**PROBLEM DESCRIPTION:**
Return the material exactly. Every line must stay as it is.

**DATA FOR PROCESSING:**
======
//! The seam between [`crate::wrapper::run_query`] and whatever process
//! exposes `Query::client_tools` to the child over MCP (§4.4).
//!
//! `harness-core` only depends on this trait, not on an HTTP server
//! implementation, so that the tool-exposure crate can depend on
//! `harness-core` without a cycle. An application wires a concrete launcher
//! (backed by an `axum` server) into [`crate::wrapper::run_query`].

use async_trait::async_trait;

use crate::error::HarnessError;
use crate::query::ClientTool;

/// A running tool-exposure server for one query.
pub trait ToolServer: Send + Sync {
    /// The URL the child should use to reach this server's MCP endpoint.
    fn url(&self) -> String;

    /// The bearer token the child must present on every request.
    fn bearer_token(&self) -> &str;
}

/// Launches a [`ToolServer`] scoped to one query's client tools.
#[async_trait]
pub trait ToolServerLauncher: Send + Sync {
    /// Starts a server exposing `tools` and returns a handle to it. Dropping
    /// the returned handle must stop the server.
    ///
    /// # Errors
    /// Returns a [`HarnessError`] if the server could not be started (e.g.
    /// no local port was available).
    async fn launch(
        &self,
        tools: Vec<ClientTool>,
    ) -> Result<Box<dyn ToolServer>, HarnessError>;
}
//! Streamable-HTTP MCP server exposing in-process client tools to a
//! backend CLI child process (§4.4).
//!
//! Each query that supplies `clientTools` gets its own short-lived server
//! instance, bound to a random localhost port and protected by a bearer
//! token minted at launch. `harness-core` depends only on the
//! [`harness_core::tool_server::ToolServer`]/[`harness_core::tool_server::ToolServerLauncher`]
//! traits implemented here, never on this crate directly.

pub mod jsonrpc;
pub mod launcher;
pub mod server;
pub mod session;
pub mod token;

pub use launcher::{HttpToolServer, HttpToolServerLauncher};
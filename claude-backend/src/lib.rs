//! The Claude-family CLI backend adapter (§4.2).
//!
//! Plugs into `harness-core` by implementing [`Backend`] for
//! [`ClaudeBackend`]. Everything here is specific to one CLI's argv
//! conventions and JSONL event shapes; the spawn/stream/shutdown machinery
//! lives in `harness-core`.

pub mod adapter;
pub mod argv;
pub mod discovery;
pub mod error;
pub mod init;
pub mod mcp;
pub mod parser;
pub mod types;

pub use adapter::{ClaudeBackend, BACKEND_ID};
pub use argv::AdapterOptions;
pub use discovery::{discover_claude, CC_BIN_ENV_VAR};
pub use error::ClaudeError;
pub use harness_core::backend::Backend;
======
**ANSWER SECTION:**
//! The seam between [`crate::wrapper::run_query`] and whatever process
//! exposes `Query::client_tools` to the child over MCP (§4.4).
//!
//! `harness-core` only depends on this trait, not on an HTTP server
//! implementation, so that the tool-exposure crate can depend on
//! `harness-core` without a cycle. An application wires a concrete launcher
//! (backed by an `axum` server) into [`crate::wrapper::run_query`].

use async_trait::async_trait;

use crate::error::HarnessError;
use crate::query::ClientTool;

/// A running tool-exposure server for one query.
pub trait ToolServer: Send + Sync {
    /// The URL the child should use to reach this server's MCP endpoint.
    fn url(&self) -> String;

    /// The bearer token the child must present on every request.
    fn bearer_token(&self) -> &str;
}

/// Launches a [`ToolServer`] scoped to one query's client tools.
#[async_trait]
pub trait ToolServerLauncher: Send + Sync {
    /// Starts a server exposing `tools` and returns a handle to it. Dropping
    /// the returned handle must stop the server.
    ///
    /// # Errors
    /// Returns a [`HarnessError`] if the server could not be started (e.g.
    /// no local port was available).
    async fn launch(
        &self,
        tools: Vec<ClientTool>,
    ) -> Result<Box<dyn ToolServer>, HarnessError>;
}
//! Streamable-HTTP MCP server exposing in-process client tools to a
//! backend CLI child process (§4.4).
//!
//! Each query that supplies `clientTools` gets its own short-lived server
//! instance, bound to a random localhost port and protected by a bearer
//! token minted at launch. `harness-core` depends only on the
//! [`harness_core::tool_server::ToolServer`]/[`harness_core::tool_server::ToolServerLauncher`]
//! traits implemented here, never on this crate directly.

pub mod jsonrpc;
pub mod launcher;
pub mod server;
pub mod session;
pub mod token;

pub use launcher::{HttpToolServer, HttpToolServerLauncher};
filename claude-backend/src/lib.rs
//! The Claude-family CLI backend adapter (§4.2).
//!
//! Plugs into `harness-core` by implementing [`Backend`] for
//! [`ClaudeBackend`]. Everything here is specific to one CLI's argv
//! conventions and JSONL event shapes; the spawn/stream/shutdown machinery
//! lives in `harness-core`.

pub mod adapter;
pub mod argv;
pub mod discovery;
pub mod error;
pub mod init;
pub mod mcp;
pub mod parser;
pub mod types;

pub use adapter::{ClaudeBackend, BACKEND_ID};
pub use argv::AdapterOptions;
pub use discovery::{discover_claude, CC_BIN_ENV_VAR};
pub use error::ClaudeError;
pub use harness_core::backend::Backend;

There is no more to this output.